Throughout the show, Anderson Cooper interviewed people in the audience, including the couple who started Proud to Be a Penn Stater, a former Penn State football player, and a professor from Cardozo. During the hour-long taping, only about five students were allowed to speak, and whenever any of us were called on, Anderson would pivot whatever they were saying to the question, “Do you think that Joe did the right thing?” The PAs would constantly motion over at the students to get angrier during the breaks between segments. The taping ended at around 5, and we were on our way back to State College shortly after that.
This whole experience confirmed many of my pre-existing thoughts on the state of cable news. We were bussed to New York City because Anderson Cooper and his producers wanted us to get angry, wanted us to cry, and wanted us to lose our cool. This much is evident from his preview for the show. They were uninterested in hearing our real stories–when a student wanted to showcase WeStillAre.com, the PAs didn’t care. They had no interest in showing how students have come together in light of atrocities, and one PA even laughed when a student suggested that we demonstrate our pride in Penn State (I understand that the PAs were mostly not at fault for the show’s directions and were likely following orders from their producers).
Instead, they were interested in showing outrage.
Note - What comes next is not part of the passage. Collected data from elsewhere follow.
use std::collections::{HashMap, HashSet};
use std::future::Future;
use std::sync::{Arc, Mutex};
use std::time::Duration;

use serde_json::Value;
use tokio::sync::oneshot;
use tokio::time::{Instant, timeout};
use tracing::{debug, error, info, warn};

use crate::mqtt::MqttBridge;
use crate::protocol::{batch_update_payload, response_topic, update_payload, update_topic};
use crate::types::{DongleId, EntityKey};

/// Owner of the optimistic UI state behind an in-flight setting change.
/// `revert` is called exactly once when the change fails.
pub trait Revertible: Send + Sync {
    fn revert(&self);
}

/// Rollback target for engine-originated commands, which carry no
/// optimistic UI state.
pub(crate) struct NoRollback;

impl Revertible for NoRollback {
    fn revert(&self) {}
}

const RATE_LIMIT: Duration = Duration::from_secs(1);
const RESPONSE_TIMEOUT: Duration = Duration::from_secs(15);
const DEBOUNCE_DELAY: Duration = Duration::from_secs(1);

struct Pending {
    awaiting: HashSet<DongleId>,
    statuses: HashMap<DongleId, bool>,
    done: Option<oneshot::Sender<()>>,
}

/// Serializes setting changes to the dongles and correlates their
/// asynchronous acknowledgements.
///
/// One command may be in flight process-wide; anything else arriving
/// while it runs, or within the 1-second rate-limit window, is dropped
/// and reported as a no-op failure. Replies are matched by the device
/// identity in the response topic, so the single- and multi-device
/// paths share one pending slot.
pub struct CommandDispatcher {
    mqtt: Arc<dyn MqttBridge>,
    busy: tokio::sync::Mutex<()>,
    last_dispatch: Mutex<Option<Instant>>,
    pending: Mutex<Option<Pending>>,
    response_timeout: Duration,
}

impl CommandDispatcher {
    pub fn new(mqtt: Arc<dyn MqttBridge>) -> Self {
        Self::with_timeout(mqtt, RESPONSE_TIMEOUT)
    }

    pub fn with_timeout(mqtt: Arc<dyn MqttBridge>, response_timeout: Duration) -> Self {
        Self {
            mqtt,
            busy: tokio::sync::Mutex::new(()),
            last_dispatch: Mutex::new(None),
            pending: Mutex::new(None),
            response_timeout,
        }
    }

    /// Send one setting change to one dongle and wait for its
    /// acknowledgement. A non-success reply or a timeout returns false
    /// after invoking `entity.revert` exactly once; a rate-limit or
    /// busy rejection returns false without touching the entity.
    pub async fn send(
        &self,
        dongle: &DongleId,
        setting: &str,
        value: Value,
        entity: &dyn Revertible,
    ) -> bool {
        let payload = update_payload(setting, &value);
        self.dispatch(std::slice::from_ref(dongle), payload, false, entity)
            .await
    }

    /// Send the same setting change to every dongle in the group and
    /// wait for all acknowledgements under a single timeout. Response
    /// topics are subscribed before anything is published so a fast
    /// dongle cannot answer into the void.
    pub async fn send_to_group(
        &self,
        dongles: &[DongleId],
        setting: &str,
        value: Value,
        entity: &dyn Revertible,
    ) -> bool {
        if dongles.is_empty() {
            warn!("group dispatch with no target dongles");
            return false;
        }
        let payload = update_payload(setting, &value);
        self.dispatch(dongles, payload, true, entity).await
    }

    /// Send several settings to one dongle in a single command.
    pub async fn send_batch(
        &self,
        dongle: &DongleId,
        settings: &[(String, Value)],
        entity: &dyn Revertible,
    ) -> bool {
        let payload = batch_update_payload(settings);
        self.dispatch(std::slice::from_ref(dongle), payload, false, entity)
            .await
    }

    /// Feed a reply arriving on `<id>/response`. Called by the topic
    /// router; a payload that does not parse still counts as this
    /// dongle's (failed) answer.
    pub fn handle_response(&self, dongle: &DongleId, payload: &[u8]) {
        let status = match serde_json::from_slice::<Value>(payload) {
            Ok(reply) => reply
                .get("status")
                .and_then(Value::as_str)
                .is_some_and(|s| s == "success"),
            Err(e) => {
                error!(dongle = %dongle, "unparseable command response: {e}");
                false
            }
        };

        let mut slot = self.pending.lock().unwrap();
        let Some(pending) = slot.as_mut() else {
            debug!(dongle = %dongle, "response with no command in flight");
            return;
        };
        if !pending.awaiting.remove(dongle) {
            warn!(dongle = %dongle, "response from dongle we were not waiting for");
            return;
        }
        pending.statuses.insert(dongle.clone(), status);
        if pending.awaiting.is_empty()
            && let Some(done) = pending.done.take()
        {
            let _ = done.send(());
        }
    }

    async fn dispatch(
        &self,
        dongles: &[DongleId],
        payload: String,
        subscribe_first: bool,
        entity: &dyn Revertible,
    ) -> bool {
        if self.rate_limited() {
            info!("rate limit hit, dropping command");
            return false;
        }
        let Ok(_busy) = self.busy.try_lock() else {
            info!("a command is already in flight, dropping");
            return false;
        };
        self.mark_dispatched();

        let (done_tx, done_rx) = oneshot::channel();
        *self.pending.lock().unwrap() = Some(Pending {
            awaiting: dongles.iter().cloned().collect(),
            statuses: HashMap::new(),
            done: Some(done_tx),
        });

        let completed = self
            .exchange(dongles, &payload, subscribe_first, done_rx)
            .await;

        // Release the response subscriptions and the pending slot on
        // every exit path.
        for dongle in dongles {
            if let Err(e) = self.mqtt.unsubscribe(&response_topic(dongle)).await {
                warn!(dongle = %dongle, "failed to unsubscribe from response topic: {e}");
            }
        }
        let finished = self.pending.lock().unwrap().take();

        let success = completed
            && finished.is_some_and(|p| {
                dongles
                    .iter()
                    .all(|d| p.statuses.get(d).copied().unwrap_or(false))
            });
        if !success {
            entity.revert();
        }
        success
    }

    async fn exchange(
        &self,
        dongles: &[DongleId],
        payload: &str,
        subscribe_first: bool,
        done_rx: oneshot::Receiver<()>,
    ) -> bool {
        if subscribe_first && !self.subscribe_responses(dongles).await {
            return false;
        }
        for dongle in dongles {
            let topic = update_topic(dongle);
            info!(%topic, payload, "publishing setting change");
            if let Err(e) = self.mqtt.publish(&topic, payload).await {
                error!(%topic, "failed to publish command: {e}");
                return false;
            }
        }
        if !subscribe_first && !self.subscribe_responses(dongles).await {
            return false;
        }

        match timeout(self.response_timeout, done_rx).await {
            Ok(Ok(())) => true,
            Ok(Err(_)) => false,
            Err(_) => {
                let outstanding: Vec<String> = self
                    .pending
                    .lock()
                    .unwrap()
                    .as_ref()
                    .map(|p| p.awaiting.iter().map(ToString::to_string).collect())
                    .unwrap_or_default();
                error!(
                    ?outstanding,
                    "no response within {:?}", self.response_timeout
                );
                false
            }
        }
    }

    async fn subscribe_responses(&self, dongles: &[DongleId]) -> bool {
        for dongle in dongles {
            let topic = response_topic(dongle);
            if let Err(e) = self.mqtt.subscribe(&topic).await {
                error!(%topic, "failed to subscribe for response: {e}");
                return false;
            }
        }
        true
    }

    fn rate_limited(&self) -> bool {
        let last = self.last_dispatch.lock().unwrap();
        matches!(*last, Some(at) if at.elapsed() < RATE_LIMIT)
    }

    fn mark_dispatched(&self) {
        *self.last_dispatch.lock().unwrap() = Some(Instant::now());
    }
}

/// Collapses rapid edits of one entity into a single delayed send.
///
/// Arming a key cancels its outstanding timer; only the last-armed
/// timer can fire. Used for time-of-day fields, where the UI produces
/// a burst of intermediate values while the user scrolls.
pub struct Debouncer {
    delay: Duration,
    armed: Mutex<HashMap<EntityKey, tokio::task::JoinHandle<()>>>,
}

impl Default for Debouncer {
    fn default() -> Self {
        Self::new(DEBOUNCE_DELAY)
    }
}

impl Debouncer {
    pub fn new(delay: Duration) -> Self {
        Self {
            delay,
            armed: Mutex::new(HashMap::new()),
        }
    }

    pub fn schedule<F>(&self, key: EntityKey, send: F)
    where
        F: Future<Output = ()> + Send + 'static,
    {
        let delay = self.delay;
        let task = tokio::spawn(async move {
            tokio::time::sleep(delay).await;
            send.await;
        });
        if let Some(previous) = self.armed.lock().unwrap().insert(key, task) {
            previous.abort();
        }
    }

    pub fn cancel(&self, key: &EntityKey) {
        if let Some(task) = self.armed.lock().unwrap().remove(key) {
            task.abort();
        }
    }

    pub fn cancel_all(&self) {
        for (_, task) in self.armed.lock().unwrap().drain() {
            task.abort();
        }
    }
}

impl Drop for Debouncer {
    fn drop(&mut self) {
        self.cancel_all();
    }
}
Why? Because, like Joe Paterno, outrage equates to ratings, which equates to money. They had no intention of getting our real reactions (unless they involved shouting or lying), and when they discovered that a group of some of Penn State’s finest were calm, collected, logical, and not inflammatory, they pivoted toward more emotionally-charged guests, giving students the shaft. And it’s all in the name of ratings, prestige, and cold hard cash. It’s irresponsible journalism at best, and irresponsible entertainment at worst.
Televised national news is in a sad state, and it’s a damn shame.
An earlier version of this post was published with the headline “Anderson Cooper Taping Highlights Failures of Cable News.” It has since been modified.